Michael Bennett Leavitt (1843–1935) was an American theater entrepreneur, manager, and producer. He entered show business as a blackface minstrel show singer. By the 1860s, Leavitt had made the leap to management and, following the precedent set by others, was touring variety show troupes in rural areas, billing them as authentic city entertainment. By 1870, Leavitt had made a name in the theater industry by importing acts to North America from Europe. Leavitt's companies toured both the United States and Mexico; he had a corner on the best theaters in the latter. He sometimes worked in partnership with his brother, Abraham Leavitt. Acts he managed include magicians Alexander Herrmann and Harry Kellar.

In his memoirs, Leavitt claimed to have made several innovations in American show business. For example, he credited himself with the introduction of lithographic theater posters to the United States in 1872 after he had brought some back from Europe. By the end of the 1870s, lithographic printing had begun to supplant block printing for theater advertising.
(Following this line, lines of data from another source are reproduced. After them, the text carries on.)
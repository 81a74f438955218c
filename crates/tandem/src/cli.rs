//! Command-line interface for tandem.

use crate::config::MatchConfig;
use clap::Parser;
use std::path::PathBuf;
use tandem_tictactoe::{PolicyKind, WaitMode};
use tracing::{debug, instrument};

/// Tandem - two threads take turns on one tic-tac-toe board
#[derive(Parser, Debug)]
#[command(name = "tandem")]
#[command(about = "Concurrent tic-tac-toe between two independently scheduled players", long_about = None)]
#[command(version)]
pub struct Cli {
    /// Path to the match configuration file (defaults apply if missing)
    #[arg(short, long, default_value = "tandem.toml")]
    pub config: PathBuf,

    /// Strategy for player X
    #[arg(long)]
    pub x_policy: Option<PolicyKind>,

    /// Strategy for player O
    #[arg(long)]
    pub o_policy: Option<PolicyKind>,

    /// Seed for the random strategy
    #[arg(long)]
    pub seed: Option<u64>,

    /// Milliseconds between turn checks
    #[arg(long)]
    pub poll_ms: Option<u64>,

    /// Milliseconds to pause after each accepted move
    #[arg(long)]
    pub move_delay_ms: Option<u64>,

    /// How a player waits for its turn: poll or block
    #[arg(long)]
    pub wait_mode: Option<WaitMode>,
}

impl Cli {
    /// Layers command-line flags over values from the config file.
    #[instrument(skip_all)]
    pub fn apply(&self, mut config: MatchConfig) -> MatchConfig {
        if let Some(policy) = self.x_policy {
            config.x_policy = policy;
        }
        if let Some(policy) = self.o_policy {
            config.o_policy = policy;
        }
        if self.seed.is_some() {
            config.seed = self.seed;
        }
        if let Some(ms) = self.poll_ms {
            config.poll_interval_ms = ms;
        }
        if let Some(ms) = self.move_delay_ms {
            config.move_delay_ms = ms;
        }
        if let Some(mode) = self.wait_mode {
            config.wait_mode = mode;
        }
        debug!(?config, "Effective match configuration");
        config
    }
}
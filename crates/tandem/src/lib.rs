//! Tandem - concurrent tic-tac-toe
//!
//! Wires the shared game state from `tandem_tictactoe` to a command line:
//!
//! - **Config**: TOML match settings with CLI overrides
//! - **Runner**: spawns both players on scoped threads and renders moves
//!   from the game's event stream

#![warn(missing_docs)]
#![forbid(unsafe_code)]

mod cli;
mod config;
mod runner;

pub use cli::Cli;
pub use config::{ConfigError, MatchConfig};
pub use runner::{MatchSummary, run_match, run_match_with};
Leavitt claimed that in the late 1870s, his six to eight touring burlesque companies required $8,000 to $20,000 worth of lithographs posters each season. Another of Leavitt's claims was that he was the first to use "all star" as a billing description. He also claimed that in 1880, he was the first to use the term vaudeville to describe a variety show.

Historians usually cite Leavitt's greatest innovation as the creation of the first touring burlesque company and of the burlesque style in general. Leavitt had witnessed a European troupe known as Rentz's Circus sometime in the 1870s. He then decided to form an all-woman blackface minstrel troupe, which he named Madame Rentz's Female Minstrels. The format of its shows, which Leavitt introduced, merged the three-act blackface minstrel show with aspects of Lydia Thompson's all-female troupe's show, vaudeville, and musical travesty. He called the new genre "burlesque". The troupe, later renamed the Rentz-Stantley Company and then the Rentz-Stantley Novelty and Burlesque Company, was a success, and it set the standard for burlesque companies through the 1880s and 1890s.

Leavitt had a taste for sensationalism. For example, in 1884, he bought the rights to The Danites, a play by McKee Rankin that was quite critical of the Church of Jesus Christ of Latter-day Saints (LDS Church). Leavitt then decided to stage the play in Salt Lake City, where the LDS Church had its headquarters, as a publicity stunt.

Leavitt also handled magicians Alexander Herrmann and Harry Kellar. "Whenever I open a new theatre, " Leavitt once said, "I want to insure of large crowds, I will have Herrmann the Great play the date." Herrmann was always a drawing card where ever he played, receiving fifty percent of the gross receipt earning $75,000 a year (about $3 million in today's figures).

Aged 70 in 1914, Leavitt came out of retirement to enter the motion picture business. He secured the rights to present the film Sixty Years a Queen in the Canadian Maritimes. Despite his advanced age, show business chronicler Robert Grau described Leavitt as "yet as spry and apparently as youthful as he was in his palmy days".